SomaLogic Inc. raised $19.5 million in its Series C round and is looking to apply its products to the promise of proteomics.

A round led by insiders, the Series C included Mitsui & Co. Ltd., of Japan, a company with which it collaborates, and gives Boulder, Colo.-based SomaLogic a raised-to-date total of about $44 million, having pulled in $4 million in its Series A and about $20 in its Series B.

The funding, said SomaLogic CEO David Brunel, will be used for the company's aptamer technology.

"We'll use it primarily for working capital, research and development and commercialization," he said. "This should take us, at our current plan, through the end of 2004."

Founded in January 2000, SomaLogic is based on technology from Larry Gold, the company's chairman and chief science officer. Gold was chairman at Boulder-based NeXagen Inc., which merged with Vestar Inc. and became NeXstar Pharmaceuticals Inc. NeXstar, in turn, was bought by Foster City, Calif.-based Gilead Sciences Inc. in 1999 for about $550 million in stock. SomaLogic then approached Gilead for the rights to use the technology in its own platform. (See BioWorld Today, Feb. 23, 1995, and March 2, 1999.)

Today SomaLogic has its PhotoSELEX technology, an in vitro combinatorial chemistry technique used to identify photoaptamers to specific targets, as well as photoaptamer arrays designed to allow the simultaneous measurement of the concentrations of proteins in a range of sample types. With 50 employees, the company is "heavily focused on building commercial relationships with life science reagent and instrumentation companies to help us commercialize [our technology] in the life science market," Brunel told BioWorld Today.

In an untimely period in which to seek an initial public offering, Brunel said SomaLogic has a "small but growing stream of revenue from a variety of relationships" that he said should "help us offset costs" as the company progresses. In late January it reported a deal with Merial Ltd., which has offices worldwide but with U.S. headquarters in Duluth, Ga. The companies agreed to collaborate on aptamer-based diagnostics for bovine spongiform encephalopathy, although financial terms were not disclosed.

Brunel said SomaLogic is "one of a half dozen companies that has been trying to create a multiplexed protein analysis tool with ELISA [enzyme-linked immunoabsorbent assay]-like performance" that will "help the revolution in proteomics move forward aggressively."
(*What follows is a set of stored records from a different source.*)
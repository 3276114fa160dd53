//! Plain-text rendering of outbound messages.

use crate::domain::event::Event;
use crate::domain::foundation::{EventState, UserError};
use crate::domain::user::User;
use crate::ports::{ClickResponse, EventStatus, InfoNotice, TOGGLE_PAYLOAD};

/// Marker shown next to participants the bot cannot reach.
const UNREACHABLE_MARK: &str = "\u{1F6AB}";

/// An inline button under a message.
#[derive(Debug, Clone, PartialEq, Eq, serde::Serialize)]
pub struct Button {
    pub text: String,
    pub data: String,
}

pub fn error_text(error: UserError) -> String {
    match error {
        UserError::InternalError => "Sorry, looks like the bot is sick, please try later.".into(),
        UserError::AlreadyHasEvent => "This group already has a Secret Santa event.".into(),
        UserError::NoEvent => {
            "This group doesn't have an active event. You can create one with /create".into()
        }
        UserError::PermissionDenied => "You are not permitted to execute this operation.".into(),
        UserError::EventIsNotLaunched => "Event isn't launched, use /cancel to remove it.".into(),
        UserError::EventAlreadyLaunched => "Event is already launched.".into(),
        UserError::NotEnoughUsers => "Event must have at least 2 participants.".into(),
        UserError::NotAuthorizedUser => [
            "I can't write to some of the participants.",
            "Please ask them to send me a private message and try again.",
        ]
        .join(" "),
        UserError::NotPrivateChat => "This command is available only in a private chat with me.".into(),
        UserError::ArgumentExpected => "This command needs arguments, e.g. /set_budget 20 EUR".into(),
    }
}

pub fn info_text(info: InfoNotice) -> String {
    match info {
        InfoNotice::Help => help_text(),
        InfoNotice::EventLaunched => {
            "Event has launched! Check your private messages to see your target!".into()
        }
        InfoNotice::EventCanceled => {
            "Event has been canceled! Now you can /create a new event in this chat!".into()
        }
        InfoNotice::EventFinished => {
            "Event has finished, I hope it was fun! Now you can /create a new event in this chat!"
                .into()
        }
        InfoNotice::WaitingForWishlist => "Please send a text message with your wishlist!".into(),
        InfoNotice::WishlistUpdated => {
            "Your wishlist has been updated! It will be visible to your Secret Santa!".into()
        }
        InfoNotice::WishlistReset => "Your wishlist has been deleted!".into(),
        InfoNotice::BudgetUpdated => "Event budget has been updated!".into(),
    }
}

fn help_text() -> String {
    [
        "Hi, I'm a Secret Santa Bot and I help people organize gift exchanges.",
        "",
        "If you are a participant: just relax, I will send you all important information later.",
        "You can add your /wishlist to help your Secret Santa choose a present, \
         see it with /get_wishlist and remove it with /reset_wishlist.",
        "",
        "If you want to organize an event: add me to a group with the participants and type /create there.",
        "When everybody has joined, type /launch to assign a target to each participant.",
        "",
        "Other useful commands:",
        "/status - see the latest state of the event.",
        "/set_budget <text> - set the gift budget.",
        "/cancel - cancel the event (participants will be notified).",
        "/finish - end a past event so a new one can be created.",
    ]
    .join("\n")
}

pub fn click_text(response: ClickResponse) -> String {
    match response {
        ClickResponse::InternalError => "Internal error, cannot process your request.".into(),
        ClickResponse::AlreadyLaunched => {
            "Sorry, the event is already launched. You cannot join or leave it.".into()
        }
        ClickResponse::EventJoined => "You have joined the event.".into(),
        ClickResponse::EventLeft => "You have left the event.".into(),
        ClickResponse::EventCanceled => "This event was canceled.".into(),
    }
}

pub fn event_status_text(status: &EventStatus) -> String {
    let state = match status.event.state() {
        EventState::Registering => "Registering",
        EventState::Launched => "Launched",
    };

    let mut lines = vec![
        "Secret Santa Event".to_string(),
        String::new(),
        format!("Owner: {}", status.owner.name()),
        format!("Status: {}", state),
    ];
    if let Some(budget) = status.event.budget() {
        lines.push(format!("Budget: {}", budget));
    }
    lines.push(String::new());
    lines.push("Participants:".to_string());

    if status.participants.is_empty() {
        lines.push("Currently there are no participants :(".to_string());
    }
    for (index, user) in status.participants.iter().enumerate() {
        let mark = if user.is_reachable() {
            String::new()
        } else {
            format!(" {}", UNREACHABLE_MARK)
        };
        lines.push(format!("{}. {}{}", index + 1, user.name(), mark));
    }

    if status.unreachable().next().is_some() {
        lines.push(String::new());
        lines.push(format!(
            "Users with {} should write a message to me to allow notifications. \
             Until then the event can't be launched.",
            UNREACHABLE_MARK
        ));
    }

    lines.join("\n")
}

pub fn event_buttons(status: &EventStatus) -> Vec<Button> {
    if status.event.is_launched() {
        return Vec::new();
    }
    vec![Button {
        text: "Join/Leave".to_string(),
        data: TOGGLE_PAYLOAD.to_string(),
    }]
}

pub fn target_text(event: &Event, target: &User) -> String {
    let mut lines = vec![
        format!("Secret Santa event in {} has been launched.", event.name()),
        format!("You should prepare a present for {}.", target.name()),
    ];
    if let Some(budget) = event.budget() {
        lines.push(format!("Budget: {}", budget));
    }
    lines.push(String::new());
    match target.wishlist() {
        Some(wishlist) => {
            lines.push(format!("Wishlist of {}:", target.name()));
            lines.push(wishlist.to_string());
        }
        None => lines.push("Unfortunately this person doesn't have a wishlist!".to_string()),
    }
    lines.join("\n")
}

pub fn cancellation_text(event: &Event) -> String {
    format!(
        "Secret Santa event has been canceled in group {}.\nIgnore all previous messages regarding this group.",
        event.name()
    )
}

pub fn wishlist_text(user: &User) -> String {
    match user.wishlist() {
        Some(wishlist) => format!("Your wishlist:\n{}", wishlist),
        None => "You don't have a wishlist yet. Send /wishlist to add one.".to_string(),
    }
}

pub fn wishlist_update_text(target: &User) -> String {
    match target.wishlist() {
        Some(wishlist) => format!("{} has updated their wishlist:\n{}", target.name(), wishlist),
        None => format!("{} has deleted their wishlist.", target.name()),
    }
}

#[cfg(test)]
mod tests {
    use super::*;
    use crate::domain::foundation::{ChatId, EventId, UserId};

    fn status(launched: bool) -> EventStatus {
        let mut owner = User::new(UserId::new(13), "Ada");
        owner.bind_channel(ChatId::new(13));
        let guest = User::new(UserId::new(14), "Bob");
        let mut event = Event::new(EventId::new(42), "Office", UserId::new(13));
        if launched {
            event.set_state(EventState::Launched);
        }
        EventStatus {
            event,
            owner: owner.clone(),
            participants: vec![owner, guest],
        }
    }

    #[test]
    fn status_marks_unreachable_participants() {
        let text = event_status_text(&status(false));
        assert!(text.contains("Owner: Ada"));
        assert!(text.contains("1. Ada\n"));
        assert!(text.contains(&format!("2. Bob {}", UNREACHABLE_MARK)));
        assert!(text.contains("can't be launched"));
    }

    #[test]
    fn button_is_shown_only_while_registering() {
        assert_eq!(event_buttons(&status(false)).len(), 1);
        assert_eq!(event_buttons(&status(false))[0].data, TOGGLE_PAYLOAD);
        assert!(event_buttons(&status(true)).is_empty());
    }

    #[test]
    fn target_text_mentions_missing_wishlist() {
        let event = Event::new(EventId::new(42), "Office", UserId::new(13));
        let target = User::new(UserId::new(14), "Bob");
        let text = target_text(&event, &target);
        assert!(text.contains("present for Bob"));
        assert!(text.contains("doesn't have a wishlist"));
    }
}
//! ResetWishlistHandler - deletes the caller's wishlist.

use super::fanout::notify_santas;
use crate::application::context::BotContext;
use crate::application::errors::HandlerResult;
use crate::application::handlers::guards::require_private;
use crate::application::message::Message;
use crate::ports::InfoNotice;

/// Handler for `/reset_wishlist`.
pub struct ResetWishlistHandler {
    ctx: BotContext,
}

impl ResetWishlistHandler {
    pub fn new(ctx: BotContext) -> Self {
        Self { ctx }
    }

    pub async fn handle(&self, message: &Message) -> HandlerResult {
        require_private(&message.chat)?;

        let mut user = message.from.clone();
        user.set_wishlist(None);
        self.ctx.users.save(&user).await?;

        self.ctx
            .output
            .send_info(message.chat.id, InfoNotice::WishlistReset)
            .await?;
        notify_santas(&self.ctx, &user).await?;
        Ok(None)
    }
}
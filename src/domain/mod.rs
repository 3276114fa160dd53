//! Domain layer containing business logic and domain types.
//!
//! # Module Organization
//!
//! - `foundation` - Shared domain primitives (IDs, lifecycle state, errors)
//! - `dialog` - Pending multi-step conversations
//! - `event` - Event aggregate and the pairing generator
//! - `user` - User aggregate

pub mod dialog;
pub mod event;
pub mod foundation;
pub mod user;
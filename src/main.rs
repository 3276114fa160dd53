//! Console front end: reads newline-delimited JSON updates from stdin and
//! writes the bot's deliveries to stdout as JSON lines. Logs go to stderr.
//!
//! Updates are processed strictly one at a time. One process per storage
//! root; the file store does no cross-process locking.

use std::sync::Arc;

use anyhow::Context;
use tokio::io::{AsyncBufReadExt, BufReader};
use tracing::{info, warn};

use secret_santa_bot::adapters::{
    ConsoleOutput, InMemoryDialogStore, JsonFileStore, StaticChatAuthority,
};
use secret_santa_bot::application::{BotContext, Router, Update};
use secret_santa_bot::config::{AppConfig, LogFormat, LoggingConfig};

#[tokio::main]
async fn main() -> anyhow::Result<()> {
    let config = AppConfig::load().context("failed to load configuration")?;
    config.validate().context("invalid configuration")?;
    init_tracing(&config.logging)?;

    let store = Arc::new(JsonFileStore::new(&config.storage.root_dir));
    let ctx = BotContext::new(
        store.clone(),
        store,
        Arc::new(ConsoleOutput::stdout()),
        Arc::new(StaticChatAuthority::new(config.bot.admins()?)),
    );
    let router = Router::new(ctx, Arc::new(InMemoryDialogStore::new()), &config.bot.name);

    info!(
        bot = %config.bot.name,
        root = %config.storage.root_dir.display(),
        "Secret Santa bot ready, reading updates from stdin"
    );

    let mut lines = BufReader::new(tokio::io::stdin()).lines();
    while let Some(line) = lines.next_line().await.context("failed to read stdin")? {
        if line.trim().is_empty() {
            continue;
        }
        match serde_json::from_str::<Update>(&line) {
            Ok(update) => router.handle(update).await,
            Err(e) => warn!(error = %e, "Skipping malformed update"),
        }
    }

    info!("Input closed, shutting down");
    Ok(())
}

fn init_tracing(logging: &LoggingConfig) -> anyhow::Result<()> {
    let filter = logging.env_filter()?;
    let builder = tracing_subscriber::fmt()
        .with_env_filter(filter)
        .with_writer(std::io::stderr);
    match logging.format {
        LogFormat::Pretty => builder.init(),
        LogFormat::Json => builder.json().init(),
    }
    Ok(())
}
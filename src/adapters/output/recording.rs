//! Recording output gateway for testing.
//!
//! Captures every delivery instead of sending it, and can be told to fail
//! deliveries to particular chats to exercise best-effort paths.
//!
//! # Example
//!
//! ```ignore
//! let output = Arc::new(RecordingOutput::new());
//! // ... run a command
//! assert_eq!(output.errors(), vec![(chat, UserError::NoEvent)]);
//! ```

use async_trait::async_trait;
use std::collections::HashSet;
use std::sync::{Mutex, MutexGuard, PoisonError};

use crate::domain::event::Event;
use crate::domain::foundation::{
    CallbackId, ChatId, DomainError, EventId, MessageId, UserError, UserId,
};
use crate::domain::user::User;
use crate::ports::{ClickResponse, EventStatus, InfoNotice, OutputGateway};

/// One captured delivery.
#[derive(Debug, Clone, PartialEq, Eq)]
pub enum Delivery {
    Error {
        chat: ChatId,
        error: UserError,
    },
    Info {
        chat: ChatId,
        info: InfoNotice,
    },
    Event {
        chat: ChatId,
        status: EventStatus,
    },
    EventUpdated {
        chat: ChatId,
        message: MessageId,
        status: EventStatus,
    },
    EventCanceledInPlace {
        chat: ChatId,
        message: MessageId,
    },
    Target {
        chat: ChatId,
        event: EventId,
        target: UserId,
    },
    EventCancellation {
        chat: ChatId,
        event: EventId,
    },
    Wishlist {
        chat: ChatId,
        user: UserId,
        wishlist: Option<String>,
    },
    WishlistUpdate {
        chat: ChatId,
        target: UserId,
        wishlist: Option<String>,
    },
    ClickAnswer {
        request: CallbackId,
        response: ClickResponse,
    },
}

#[derive(Debug, Default)]
pub struct RecordingOutput {
    deliveries: Mutex<Vec<Delivery>>,
    failing_chats: Mutex<HashSet<ChatId>>,
}

impl RecordingOutput {
    pub fn new() -> Self {
        Self::default()
    }

    /// Make every delivery to `chat` fail with `DeliveryFailed`.
    pub fn fail_deliveries_to(&self, chat: ChatId) {
        lock(&self.failing_chats).insert(chat);
    }

    /// All successful deliveries in order.
    pub fn deliveries(&self) -> Vec<Delivery> {
        lock(&self.deliveries).clone()
    }

    /// Errors sent, with the chat they went to.
    pub fn errors(&self) -> Vec<(ChatId, UserError)> {
        self.deliveries()
            .into_iter()
            .filter_map(|d| match d {
                Delivery::Error { chat, error } => Some((chat, error)),
                _ => None,
            })
            .collect()
    }

    /// Notices sent, with the chat they went to.
    pub fn infos(&self) -> Vec<(ChatId, InfoNotice)> {
        self.deliveries()
            .into_iter()
            .filter_map(|d| match d {
                Delivery::Info { chat, info } => Some((chat, info)),
                _ => None,
            })
            .collect()
    }

    /// Click answers sent.
    pub fn click_answers(&self) -> Vec<ClickResponse> {
        self.deliveries()
            .into_iter()
            .filter_map(|d| match d {
                Delivery::ClickAnswer { response, .. } => Some(response),
                _ => None,
            })
            .collect()
    }

    pub fn clear(&self) {
        lock(&self.deliveries).clear();
    }

    fn record(&self, chat: Option<ChatId>, delivery: Delivery) -> Result<(), DomainError> {
        if let Some(chat) = chat {
            if lock(&self.failing_chats).contains(&chat) {
                return Err(DomainError::delivery(format!("chat {} is unreachable", chat)));
            }
        }
        lock(&self.deliveries).push(delivery);
        Ok(())
    }
}

fn lock<T>(mutex: &Mutex<T>) -> MutexGuard<'_, T> {
    mutex.lock().unwrap_or_else(PoisonError::into_inner)
}

#[async_trait]
impl OutputGateway for RecordingOutput {
    async fn send_error(&self, chat: ChatId, error: UserError) -> Result<(), DomainError> {
        self.record(Some(chat), Delivery::Error { chat, error })
    }

    async fn send_info(&self, chat: ChatId, info: InfoNotice) -> Result<(), DomainError> {
        self.record(Some(chat), Delivery::Info { chat, info })
    }

    async fn send_event(&self, chat: ChatId, status: &EventStatus) -> Result<(), DomainError> {
        self.record(
            Some(chat),
            Delivery::Event {
                chat,
                status: status.clone(),
            },
        )
    }

    async fn update_event(
        &self,
        chat: ChatId,
        message: MessageId,
        status: &EventStatus,
    ) -> Result<(), DomainError> {
        self.record(
            Some(chat),
            Delivery::EventUpdated {
                chat,
                message,
                status: status.clone(),
            },
        )
    }

    async fn cancel_event(&self, chat: ChatId, message: MessageId) -> Result<(), DomainError> {
        self.record(Some(chat), Delivery::EventCanceledInPlace { chat, message })
    }

    async fn send_target(
        &self,
        chat: ChatId,
        event: &Event,
        target: &User,
    ) -> Result<(), DomainError> {
        self.record(
            Some(chat),
            Delivery::Target {
                chat,
                event: event.id(),
                target: target.id(),
            },
        )
    }

    async fn send_event_cancellation(
        &self,
        chat: ChatId,
        event: &Event,
    ) -> Result<(), DomainError> {
        self.record(
            Some(chat),
            Delivery::EventCancellation {
                chat,
                event: event.id(),
            },
        )
    }

    async fn send_wishlist(&self, chat: ChatId, user: &User) -> Result<(), DomainError> {
        self.record(
            Some(chat),
            Delivery::Wishlist {
                chat,
                user: user.id(),
                wishlist: user.wishlist().map(str::to_string),
            },
        )
    }

    async fn send_wishlist_update(&self, chat: ChatId, target: &User) -> Result<(), DomainError> {
        self.record(
            Some(chat),
            Delivery::WishlistUpdate {
                chat,
                target: target.id(),
                wishlist: target.wishlist().map(str::to_string),
            },
        )
    }

    async fn respond_on_click(
        &self,
        request: &CallbackId,
        response: ClickResponse,
    ) -> Result<(), DomainError> {
        self.record(
            None,
            Delivery::ClickAnswer {
                request: request.clone(),
                response,
            },
        )
    }
}
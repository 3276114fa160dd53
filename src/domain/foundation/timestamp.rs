//! Timestamp value object for immutable points in time.

use chrono::{DateTime, Utc};
use serde::{Deserialize, Serialize};

/// Immutable point in time, always UTC.
#[derive(Debug, Clone, Copy, PartialEq, Eq, PartialOrd, Ord, Serialize, Deserialize)]
#[serde(transparent)]
pub struct Timestamp(DateTime<Utc>);

impl Timestamp {
    /// Creates a timestamp for the current moment.
    pub fn now() -> Self {
        Self(Utc::now())
    }

    /// Creates a timestamp from a DateTime<Utc>.
    pub fn from_datetime(dt: DateTime<Utc>) -> Self {
        Self(dt)
    }

    /// Returns the inner DateTime.
    pub fn as_datetime(&self) -> &DateTime<Utc> {
        &self.0
    }
}

impl Default for Timestamp {
    fn default() -> Self {
        Self::now()
    }
}
//! Logging configuration

use serde::Deserialize;
use tracing_subscriber::EnvFilter;

use super::error::ValidationError;

/// Logging configuration
#[derive(Debug, Clone, Deserialize)]
pub struct LoggingConfig {
    /// Filter directive, overridden by `RUST_LOG` when set
    #[serde(default = "default_level")]
    pub level: String,

    /// Output format
    #[serde(default)]
    pub format: LogFormat,
}

/// Log line format
#[derive(Debug, Clone, Copy, Deserialize, PartialEq, Eq, Default)]
#[serde(rename_all = "lowercase")]
pub enum LogFormat {
    #[default]
    Pretty,
    Json,
}

impl LoggingConfig {
    /// Build the subscriber filter
    pub fn env_filter(&self) -> Result<EnvFilter, ValidationError> {
        EnvFilter::try_from_default_env()
            .or_else(|_| EnvFilter::try_new(&self.level))
            .map_err(|e| ValidationError::InvalidLogFilter(e.to_string()))
    }

    /// Validate logging configuration
    pub fn validate(&self) -> Result<(), ValidationError> {
        EnvFilter::try_new(&self.level)
            .map(|_| ())
            .map_err(|e| ValidationError::InvalidLogFilter(e.to_string()))
    }
}

impl Default for LoggingConfig {
    fn default() -> Self {
        Self {
            level: default_level(),
            format: LogFormat::default(),
        }
    }
}

fn default_level() -> String {
    "info,secret_santa_bot=debug".to_string()
}
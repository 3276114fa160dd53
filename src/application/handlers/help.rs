//! HelpHandler - describes the bot and its commands.

use crate::application::context::BotContext;
use crate::application::errors::HandlerResult;
use crate::application::message::Message;
use crate::ports::InfoNotice;

/// Handler for `/start`, `/help` and unrecognized commands.
pub struct HelpHandler {
    ctx: BotContext,
}

impl HelpHandler {
    pub fn new(ctx: BotContext) -> Self {
        Self { ctx }
    }

    pub async fn handle(&self, message: &Message) -> HandlerResult {
        self.ctx
            .output
            .send_info(message.chat.id, InfoNotice::Help)
            .await?;
        Ok(None)
    }
}
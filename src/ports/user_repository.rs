//! User repository port.

use crate::domain::foundation::{DomainError, UserId};
use crate::domain::user::User;
use async_trait::async_trait;

/// Repository port for User aggregate persistence.
///
/// Users are never deleted.
#[async_trait]
pub trait UserRepository: Send + Sync {
    /// Find a user by its ID.
    ///
    /// Returns `None` if not found.
    async fn find_by_id(&self, id: UserId) -> Result<Option<User>, DomainError>;

    /// Write the full aggregate, replacing any previous document.
    async fn save(&self, user: &User) -> Result<(), DomainError>;
}
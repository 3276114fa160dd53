//! Inline button dispatch. Buttons are stateless and never open dialogs.

use crate::application::context::BotContext;
use crate::application::handlers::ToggleParticipationHandler;
use crate::application::message::ClickRequest;
use crate::domain::foundation::DomainError;
use crate::ports::TOGGLE_PAYLOAD;

#[derive(Debug, Clone, Copy, PartialEq, Eq, Hash)]
pub enum Button {
    /// Join or leave the chat's event.
    Toggle,
}

impl Button {
    pub fn from_payload(payload: &str) -> Option<Self> {
        match payload {
            TOGGLE_PAYLOAD => Some(Button::Toggle),
            _ => None,
        }
    }

    pub async fn on_click(self, ctx: &BotContext, click: &ClickRequest) -> Result<(), DomainError> {
        match self {
            Button::Toggle => ToggleParticipationHandler::new(ctx.clone()).handle(click).await,
        }
    }
}
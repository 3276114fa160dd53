//! Dialog store adapters.

mod in_memory;

pub use in_memory::InMemoryDialogStore;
"We think we have the right technology for doing that," he said.

The genomics revolution that heated up in the late 1990s has lost some luster as drug miners did not strike as quickly as hoped, and realized that information on proteins was an essential next step after getting genomics information. Proteomics has taken on some of the glow that perhaps genomics has lost, although it has yet to prove itself through approved drugs.

Calling proteomics "a step away" from the genomics revolution, Brunel said the best is yet to come.

"I think that the promise [of proteomics] has been impaired by the quality of the tools in the past, and I think that as those tools develop and mature, you'll see that promise start to be delivered," Brunel said. "And when the tools start to mature there will be significant value, and you'll see the tools market grow the way it was projected to."